How are you helping partners prepare for those strategic initiatives?

[As partners ] start to think about the challenges of their own business in the world of cloud, it changes their focus from being infrastructure experts to become more consultative types, helping customers deal with the complexity part. And in that process, they also see they need to move more towards helping organizations use the data for DevOps—that's the first big part you'll start hearing from some of these guys—and machine learning I think will be a little [later]. There are a few early customers who will begin to use Amazon SageMaker, Google TensorFlow or IBM Watson, but not enough for a channel partner to really create a practice around.

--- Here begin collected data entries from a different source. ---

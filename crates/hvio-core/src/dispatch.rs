use crate::channel::CompletionToken;
use crate::error::{IoEmulError, Result, IOREQ_PENDING};
use crate::pio::Lookup;
use crate::request::{
    size_mask, Direction, IoAccess, MmioRequest, PioRequest, RequestState, RequestType,
};
use crate::vcpu::Vcpu;
use crate::vm::Vm;

/// How a submitted access was resolved.
#[derive(Debug, Clone, Copy, PartialEq, Eq)]
pub enum IoResolution {
    /// Emulated in the hypervisor. For reads the value is already in the vCPU's request; run
    /// the matching post-processing next.
    Completed,
    /// Forwarded to the device model. The vCPU must not run until the slot completes.
    Deferred(CompletionToken),
}

impl IoResolution {
    /// Hypercall-style status: `0` or [`IOREQ_PENDING`].
    pub fn status(&self) -> i32 {
        match self {
            IoResolution::Completed => 0,
            IoResolution::Deferred(_) => IOREQ_PENDING,
        }
    }

    pub fn is_deferred(&self) -> bool {
        matches!(self, IoResolution::Deferred(_))
    }
}

/// Emulates the vCPU's current request.
///
/// Accesses fully inside a registered range run their handler synchronously. Accesses matching
/// nothing are handed to the device model, or float on the bus for VMs without one. On any
/// error the request stays `Free` and no state was changed.
pub fn emulate_io(vm: &Vm, vcpu: &mut Vcpu) -> Result<IoResolution> {
    let vcpu_id = vcpu.id();
    let req = *vcpu.io_request();
    if req.state != RequestState::Free {
        tracing::warn!(
            vm_id = vm.id(),
            vcpu_id,
            state = ?req.state,
            "I/O request already in flight"
        );
        return Err(IoEmulError::RequestInFlight {
            vcpu_id,
            state: req.state,
        });
    }

    let handled = match req.access {
        IoAccess::Pio(pio) => emulate_pio(vm, vcpu_id, pio)?.map(IoAccess::Pio),
        IoAccess::Mmio(mmio) => emulate_mmio(vm, vcpu_id, mmio)?.map(IoAccess::Mmio),
        IoAccess::PciCfg(_) => {
            tracing::warn!(vm_id = vm.id(), vcpu_id, "PCI config request cannot come from a trap");
            return Err(IoEmulError::InvalidType(req.access.request_type()));
        }
    };

    let request = vcpu.io_request_mut();
    if let Some(access) = handled {
        request.access = access;
        request.state = RequestState::Complete;
        return Ok(IoResolution::Completed);
    }

    if !vm.config().has_device_model() {
        // Nothing answers: reads float high, writes go nowhere.
        if request.access.direction() == Direction::Read {
            request.access.set_value(u64::MAX);
        }
        request.state = RequestState::Complete;
        tracing::debug!(
            vm_id = vm.id(),
            vcpu_id,
            addr = request.access.address(),
            size = request.access.size(),
            "unhandled access on VM without device model"
        );
        return Ok(IoResolution::Completed);
    }

    let token = vm
        .channel()
        .submit(vcpu_id, &request.access, vm.notifier())?;
    request.state = RequestState::Pending;
    tracing::debug!(
        vm_id = vm.id(),
        vcpu_id,
        kind = ?request.access.request_type(),
        addr = request.access.address(),
        size = request.access.size(),
        seq = token.seq,
        "I/O request forwarded to device model"
    );
    Ok(IoResolution::Deferred(token))
}

/// Runs the registered PIO handler, if any. `Ok(None)` means no handler claims the port.
fn emulate_pio(vm: &Vm, vcpu_id: u16, mut req: PioRequest) -> Result<Option<PioRequest>> {
    if !matches!(req.size, 1 | 2 | 4) {
        return Err(IoEmulError::InvalidArgument("port I/O size must be 1, 2 or 4"));
    }

    let registry = vm.pio_registry();
    let index = match registry.lookup(req.address, req.size) {
        Lookup::Hit(index) => index,
        Lookup::Miss => return Ok(None),
        Lookup::Spans => {
            tracing::error!(
                vm_id = vm.id(),
                vcpu_id,
                addr = req.address,
                size = req.size,
                "port access spans emulated ranges"
            );
            return Err(IoEmulError::SpansRanges {
                kind: RequestType::PortIo,
                address: u64::from(req.address),
                size: req.size,
            });
        }
    };
    let Some(handler) = registry.handler(index) else {
        return Ok(None);
    };

    let mask = size_mask(req.size) as u32;
    match req.direction {
        Direction::Read => req.value = (handler.read)(req.address, req.size)? & mask,
        Direction::Write => (handler.write)(req.address, req.size, req.value & mask)?,
    }
    tracing::debug!(
        vm_id = vm.id(),
        vcpu_id,
        ?index,
        addr = req.address,
        size = req.size,
        dir = ?req.direction,
        "port access emulated"
    );
    Ok(Some(req))
}

/// Runs the registered MMIO handler, if any. `Ok(None)` means no range claims the address.
fn emulate_mmio(vm: &Vm, vcpu_id: u16, mut req: MmioRequest) -> Result<Option<MmioRequest>> {
    if !matches!(req.size, 1 | 2 | 4 | 8) {
        return Err(IoEmulError::InvalidArgument("MMIO size must be 1, 2, 4 or 8"));
    }
    if req.address.checked_add(u64::from(req.size)).is_none() {
        return Err(IoEmulError::InvalidArgument("MMIO access wraps the address space"));
    }

    let registry = vm.mmio_registry();
    let idx = match registry.lookup(req.address, req.size) {
        Lookup::Hit(idx) => idx,
        Lookup::Miss => return Ok(None),
        Lookup::Spans => {
            tracing::error!(
                vm_id = vm.id(),
                vcpu_id,
                addr = req.address,
                size = req.size,
                "MMIO access spans emulated ranges"
            );
            return Err(IoEmulError::SpansRanges {
                kind: RequestType::Mmio,
                address: req.address,
                size: req.size,
            });
        }
    };

    if req.direction == Direction::Write {
        req.value &= size_mask(req.size);
    }
    registry.dispatch(idx, &mut req).map_err(|err| {
        tracing::warn!(vm_id = vm.id(), vcpu_id, addr = req.address, %err, "MMIO handler failed");
        err
    })?;
    req.value &= size_mask(req.size);
    tracing::debug!(
        vm_id = vm.id(),
        vcpu_id,
        addr = req.address,
        size = req.size,
        dir = ?req.direction,
        "MMIO access emulated"
    );
    Ok(Some(req))
}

Actifio has been around for about nine years. Is the company profitable yet?

Last year, I would say every other quarter we would bob into profitability and then move back into growth. So this year, you will start seeing us more consistently getting to be profitable. This is a big shift. I talked a lot about users, I talked a lot about partners. The other big shift that's happening in the corporate world is this idea of growth at all costs is not fashionable anymore. I think people have figured out that, especially if you're in the infrastructure business, especially in the B2B business, there is no concept of winner takes all anymore. … We are managing both profitability and growth at the same time, and that's important.

Who do you see as your primary competition?

We see three traditional market buckets or use cases. There's the backup and DR market, which to us is step one of the data-driven journey. But it's classified as a separate market, and there you see the traditional companies. You see Veritas, you see Commvault in there, you see some of the newer players as you go into the lower end of the market. That's one segment of the market. But we fundamentally do not believe in backup as a stand-alone secular market. We believe that's the starting point of the data-driven journey, not a destination. And if you go to the next step, on the DevOps side, you pretty much don't see it. Maybe there's one company, Delphix, we see once in a while.

And as you grow as you grow further into machine learning, multi-cloud, frankly you see nobody on this. You asked about the Actifio difference? This is the difference. When you get to an app-down design, where it's infrastructure-agnostic, where it's truly being aware of what an application really needs, the ability for us to do things in all kinds of platforms and speeds and costs, that's what really allows us to go back and derive more value out of the data that customer has.